The Importance of Each Decision in The Road Not Taken

“Two roads diverged in a wood, and I — / I took the one less traveled by, / And that has made all the difference.” Robert Frost’s “The Road Not Taken” is a lyrical poem about the decisions that one must make in life. When a man approaches a fork in the road on which he is traveling, he must choose which path to take. The choice that he makes, as with any choices made in life, affects him in a way that “has made all the difference . Thematically, the poem argues that no matter how small a decision is, that decision will affect a person’s life forever.

“The Road Not Taken” is told as a first-person narrative. The narrator is looking back on the decisions that have affected him. The decision that is illustrated in the poem occurred at a much earlier point in the narrator’s life. It would be possible for a reader to be drawn into the poem to such a degree that the reader would become the narrator. Everyone has made decisions, and since it is the purpose of this poem to discuss and address those decisions, it would be easy to look beyond the narrator and see oneself.

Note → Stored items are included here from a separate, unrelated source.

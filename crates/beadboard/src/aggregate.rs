//! Repository tagging and issue filtering over a [`MultiRepoData`].

use crate::domain::{Issue, IssueId, IssueStatus, MultiRepoData};
use crate::readiness::ready_ids;
use serde::Serialize;
use std::borrow::Cow;
use std::collections::HashMap;
use tracing::warn;

/// Maps each issue id to the repository that owns it.
///
/// When two repositories carry the same id the first one in load order
/// owns it. The later occurrences are kept in [`RepositoryIndex::duplicates`].
#[derive(Debug, Clone, Default)]
pub struct RepositoryIndex<'a> {
    owners: HashMap<&'a IssueId, &'a str>,
    duplicates: Vec<Duplicate<'a>>,
}

/// An issue id seen in more than one repository.
#[derive(Debug, Clone, PartialEq, Eq)]
pub struct Duplicate<'a> {
    /// The repeated id
    pub id: &'a IssueId,

    /// The repository that owns the id
    pub owner: &'a str,

    /// The repository whose copy was not indexed
    pub ignored: &'a str,
}

impl<'a> RepositoryIndex<'a> {
    /// Index every repository's issues in load order.
    #[must_use]
    pub fn build(data: &'a MultiRepoData) -> Self {
        let mut index = Self::default();

        for repo in &data.repositories {
            for issue in &repo.issues {
                match index.owners.get(&issue.id) {
                    Some(&owner) => {
                        warn!(
                            id = %issue.id,
                            owner,
                            ignored = %repo.name,
                            "Duplicate issue id across repositories"
                        );
                        index.duplicates.push(Duplicate {
                            id: &issue.id,
                            owner,
                            ignored: &repo.name,
                        });
                    }
                    None => {
                        index.owners.insert(&issue.id, &repo.name);
                    }
                }
            }
        }

        index
    }

    /// Name of the repository owning `id`
    #[must_use]
    pub fn owner(&self, id: &IssueId) -> Option<&'a str> {
        self.owners.get(id).copied()
    }

    /// Ids that appeared in more than one repository, in discovery order
    #[must_use]
    pub fn duplicates(&self) -> &[Duplicate<'a>] {
        &self.duplicates
    }
}

/// Optional narrowing criteria for an issue listing.
///
/// Values arrive as raw query text. A priority that does not start with an
/// integer is ignored rather than rejected.
#[derive(Debug, Clone, Default, PartialEq, Eq)]
pub struct IssueFilter {
    /// Exact status spelling (`open`, `in_progress`, `closed`)
    pub status: Option<String>,

    /// Priority, parsed leniently
    pub priority: Option<String>,

    /// Repository name
    pub repo: Option<String>,

    /// Keep only ready issues
    pub ready: bool,
}

impl IssueFilter {
    /// The priority criterion, if it parses as an integer
    #[must_use]
    pub fn priority_value(&self) -> Option<i64> {
        self.priority.as_deref().and_then(parse_priority)
    }

    fn matches_status(&self, status: IssueStatus) -> bool {
        self.status.as_deref().is_none_or(|s| s == status.as_str())
    }

    fn matches_repo(&self, repository: &str) -> bool {
        self.repo.as_deref().is_none_or(|r| r == repository)
    }
}

/// Parse the leading integer of `raw`, tolerating surrounding junk.
///
/// Leading whitespace and one sign are allowed; parsing stops at the first
/// non-digit. `"2abc"` is 2, `" -1"` is -1, `"abc"` and `""` are `None`.
#[must_use]
pub fn parse_priority(raw: &str) -> Option<i64> {
    let trimmed = raw.trim_start();
    let (negative, rest) = match trimmed.as_bytes().first() {
        Some(b'-') => (true, &trimmed[1..]),
        Some(b'+') => (false, &trimmed[1..]),
        _ => (false, trimmed),
    };
    let digits_len = rest.bytes().take_while(u8::is_ascii_digit).count();
    if digits_len == 0 {
        return None;
    }

    let magnitude: i64 = rest[..digits_len].parse().ok()?;
    Some(if negative { -magnitude } else { magnitude })
}

/// Key the repository tag is written under
const REPOSITORY_KEY: &str = "repository";

/// An issue annotated with its owning repository.
///
/// A `repository` field carried through from the source line is dropped so
/// the tag is the only one written.
#[derive(Debug, Clone, PartialEq, Serialize)]
pub struct TaggedIssue<'a> {
    /// The issue fields, flattened
    #[serde(flatten)]
    pub issue: Cow<'a, Issue>,

    /// Owning repository name
    pub repository: &'a str,
}

impl<'a> TaggedIssue<'a> {
    /// Tag `issue` with `repository`.
    #[must_use]
    pub fn new(issue: &'a Issue, repository: &'a str) -> Self {
        let issue = if issue.extra.contains_key(REPOSITORY_KEY) {
            let mut owned = issue.clone();
            owned.extra.remove(REPOSITORY_KEY);
            Cow::Owned(owned)
        } else {
            Cow::Borrowed(issue)
        };
        Self { issue, repository }
    }
}

/// Tag, then filter, the aggregate's issues.
///
/// Readiness is decided over every loaded issue before any other criterion
/// narrows the set, so a blocker in another repository still counts.
#[must_use]
pub fn filter_issues<'a>(data: &'a MultiRepoData, filter: &IssueFilter) -> Vec<TaggedIssue<'a>> {
    let index = RepositoryIndex::build(data);
    let ready = filter.ready.then(|| ready_ids(&data.all_issues));
    let priority = filter.priority_value();

    data.all_issues
        .iter()
        .map(|issue| (issue, index.owner(&issue.id).unwrap_or_default()))
        .filter(|(issue, _)| filter.matches_status(issue.status))
        .filter(|(issue, _)| priority.is_none_or(|p| issue.priority == p))
        .filter(|(_, repository)| filter.matches_repo(repository))
        .filter(|(issue, _)| {
            ready
                .as_ref()
                .is_none_or(|ready| ready.contains(&issue.id))
        })
        .map(|(issue, repository)| TaggedIssue::new(issue, repository))
        .collect()
}
//! Integration tests for the beadboard CLI.
//!
//! These run the built binary against temp directory trees and check the
//! JSON contracts and the text rendering end to end.

use rstest::{fixture, rstest};
use tempfile::TempDir;

mod common;
use common::{dependent_line, issue_line, run_beadboard, stdout_json, write_repo};

// ============================================================================
// Test Fixtures
// ============================================================================

/// Two repositories with a blocker that crosses between them
#[fixture]
fn workspace() -> TempDir {
    let temp = TempDir::new().expect("Failed to create temp directory");
    let marker = write_repo(
        temp.path(),
        "api",
        &[
            issue_line("api-1", "closed"),
            dependent_line("api-2", "open", "web-1", "blocks"),
            dependent_line("api-3", "open", "api-1", "blocks"),
        ],
    );
    std::fs::write(marker.join("api.db"), "").unwrap();
    write_repo(
        temp.path(),
        "web",
        &[
            issue_line("web-1", "in_progress"),
            dependent_line("web-2", "open", "api-1", "related"),
        ],
    );
    temp
}

fn root_arg(temp: &TempDir) -> String {
    temp.path().display().to_string()
}

// ============================================================================
// Help and Source Selection
// ============================================================================

#[test]
fn test_cli_help_lists_commands() {
    let output = run_beadboard(&["--help"]);

    assert!(output.status.success());
    let stdout = String::from_utf8_lossy(&output.stdout);
    for command in ["repos", "issues", "graph", "metrics"] {
        assert!(stdout.contains(command), "help is missing {command}");
    }
}

#[test]
fn test_cli_no_args() {
    let output = run_beadboard(&[]);
    assert!(output.status.success());
}

#[test]
fn test_cli_without_roots_fails() {
    let output = run_beadboard(&["repos"]);

    assert!(!output.status.success());
    assert!(String::from_utf8_lossy(&output.stderr).contains("no scan roots"));
}

#[test]
fn test_cli_github_without_token_fails() {
    let output = run_beadboard(&["--github", "repos"]);

    assert!(!output.status.success());
    assert!(String::from_utf8_lossy(&output.stderr).contains("Unauthorized"));
}

#[rstest]
fn test_cli_roots_from_config_file(workspace: TempDir) {
    let config = workspace.path().join("beadboard.yaml");
    std::fs::write(
        &config,
        format!("scan:\n  roots:\n    - {}\n", root_arg(&workspace)),
    )
    .unwrap();

    let json = stdout_json(&run_beadboard(&[
        "--config",
        config.to_str().unwrap(),
        "--json",
        "repos",
    ]));

    assert_eq!(json["totalRepos"], 2);
}

// ============================================================================
// JSON Contracts
// ============================================================================

#[rstest]
fn test_repos_json(workspace: TempDir) {
    let json = stdout_json(&run_beadboard(&["--root", &root_arg(&workspace), "--json", "repos"]));

    assert_eq!(json["totalRepos"], 2);
    assert_eq!(json["totalIssues"], 5);
    assert_eq!(json["totalOpen"], 3);
    assert_eq!(json["repositories"][0]["name"], "api");
    assert_eq!(json["repositories"][0]["prefix"], "api");
    assert_eq!(json["repositories"][1]["inProgressCount"], 1);
}

#[rstest]
fn test_issues_ready_json(workspace: TempDir) {
    let json = stdout_json(&run_beadboard(&[
        "--root",
        &root_arg(&workspace),
        "--json",
        "issues",
        "--ready",
    ]));

    // api-2 is blocked by in-progress web-1 from the other repository.
    let ids: Vec<&str> = json["issues"]
        .as_array()
        .unwrap()
        .iter()
        .map(|i| i["id"].as_str().unwrap())
        .collect();
    assert_eq!(ids, vec!["api-3", "web-2"]);
    assert_eq!(json["count"], 2);
    assert_eq!(json["issues"][1]["repository"], "web");
}

#[rstest]
fn test_issues_filters_json(workspace: TempDir) {
    let json = stdout_json(&run_beadboard(&[
        "--root",
        &root_arg(&workspace),
        "--json",
        "issues",
        "--repo",
        "api",
        "--priority",
        "1",
        "--status",
        "open",
    ]));

    assert_eq!(json["count"], 2);
}

#[rstest]
fn test_graph_json_direction(workspace: TempDir) {
    let json = stdout_json(&run_beadboard(&[
        "--root",
        &root_arg(&workspace),
        "--json",
        "graph",
        "--repo",
        "api",
    ]));

    assert_eq!(json["nodes"].as_array().unwrap().len(), 3);
    let first_edge = &json["edges"][0];
    assert_eq!(first_edge["source"], "web-1");
    assert_eq!(first_edge["target"], "api-2");
    assert_eq!(first_edge["id"], "web-1-api-2-blocks");
    assert_eq!(first_edge["type"], "blocks");
}

#[rstest]
fn test_metrics_json(workspace: TempDir) {
    let json = stdout_json(&run_beadboard(&["--root", &root_arg(&workspace), "--json", "metrics"]));

    assert_eq!(json["repositories"], 2);
    assert_eq!(json["overall"]["total"], 5);
    assert_eq!(json["overall"]["readyCount"], 2);
    assert_eq!(json["overall"]["byStatus"]["in_progress"], 1);
    assert_eq!(json["byRepo"][0]["name"], "api");
    // Within api alone, web-1 is not loaded so api-2 counts as ready.
    assert_eq!(json["byRepo"][0]["metrics"]["readyCount"], 2);
}

// ============================================================================
// Text Output
// ============================================================================

#[rstest]
fn test_repos_text(workspace: TempDir) {
    let output = run_beadboard(&["--root", &root_arg(&workspace), "repos"]);

    assert!(output.status.success());
    let stdout = String::from_utf8_lossy(&output.stdout);
    assert!(stdout.contains("Repositories (2)"));
    assert!(stdout.contains("Total: 5 issues"));
}

#[rstest]
fn test_skipped_units_go_to_stderr(workspace: TempDir) {
    std::fs::create_dir_all(workspace.path().join("hollow/.beads")).unwrap();

    let output = run_beadboard(&["--root", &root_arg(&workspace), "repos"]);

    assert!(output.status.success());
    let stderr = String::from_utf8_lossy(&output.stderr);
    assert!(stderr.contains("Skipped 1 unit(s):"));
    assert!(stderr.contains("marker directory has no issues.jsonl"));
    assert!(!String::from_utf8_lossy(&output.stdout).contains("Skipped"));
}

#[rstest]
fn test_json_mode_keeps_stdout_clean_with_skips(workspace: TempDir) {
    std::fs::create_dir_all(workspace.path().join("hollow/.beads")).unwrap();

    let json = stdout_json(&run_beadboard(&["--root", &root_arg(&workspace), "--json", "repos"]));

    assert_eq!(json["totalRepos"], 2);
}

The word choice used in the poem very effectively portrays the speaker. The language used is very simple, almost as if the narrator is not speaking, but thinking, for the language of thoughts tends to be simple without using words that require a dictionary to define. The simple, almost quiet and seducing tone acts to draw the reader into the poem allowing the reader to become the narrator.

Throughout the poem, Frost uses images that could be interpreted as either quite simple and very specific or incredibly involved and extremely general. For example, by interpreting images such as “Two roads… in a yello…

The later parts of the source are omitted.